Stochastic Bias from Non-Gaussian Initial Conditions
Daniel Baumann, Simone Ferraro, Daniel Green, Kendrick M. Smith
TL;DR
The paper demonstrates that multi-source inflation can produce a stochastic form of scale-dependent halo bias, signaling boosted collapsed four-point functions relative to the square of squeezed three-point functions. It derives general, model-independent formulas for both the non-stochastic and stochastic halo bias in terms of N-point cumulants of the curvature perturbation, using barrier crossing and peak-background split methods that are proven equivalent. Through explicit examples—τ_NL, g_NL, and quasi-single-field inflation—it shows how stochastic bias arises and scales with k, often enhancing detectability, and discusses how measurements of stochasticity can probe hidden-sector non-Gaussianity and the number of light degrees of freedom during inflation. The results provide a framework for using large-scale halo clustering as a diagnostic of early-universe physics, including the squeezed and collapsed limits of primordial correlators.
Abstract
In this article, we show that a stochastic form of scale-dependent halo bias arises in multi-source inflationary models, where multiple fields determine the initial curvature perturbation. We derive this effect for general non-Gaussian initial conditions and study various examples, such as curvaton models and quasi-single field inflation.

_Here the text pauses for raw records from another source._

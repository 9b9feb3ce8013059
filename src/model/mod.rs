//! Domain types shared by every layer of the crate.

pub mod entities;
pub mod ids;
pub mod value;

pub use entities::{
    sanitize_name, strip_control_whitespace, Design, Parameter, Routine, Run, RunStatus, Stage,
    Station, Value,
};
pub use ids::{
    DesignId, GroupId, ParameterId, RoutineId, RunId, StageId, StationId, UserId, ValueId,
};
pub use value::{normalize_decimal, DataType, TypedValue};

We present a general formula for both the stochastic and the non-stochastic parts of the halo bias, in terms of the N-point cumulants of the curvature perturbation at the end of inflation. At lowest order, the stochasticity arises if the collapsed limit of the four-point function is boosted relative to the square of the three-point function in the squeezed limit. We derive all our results in two ways, using the barrier crossing formalism and the peak-background split method. In a companion paper, we prove that these two approaches are mathematically equivalent.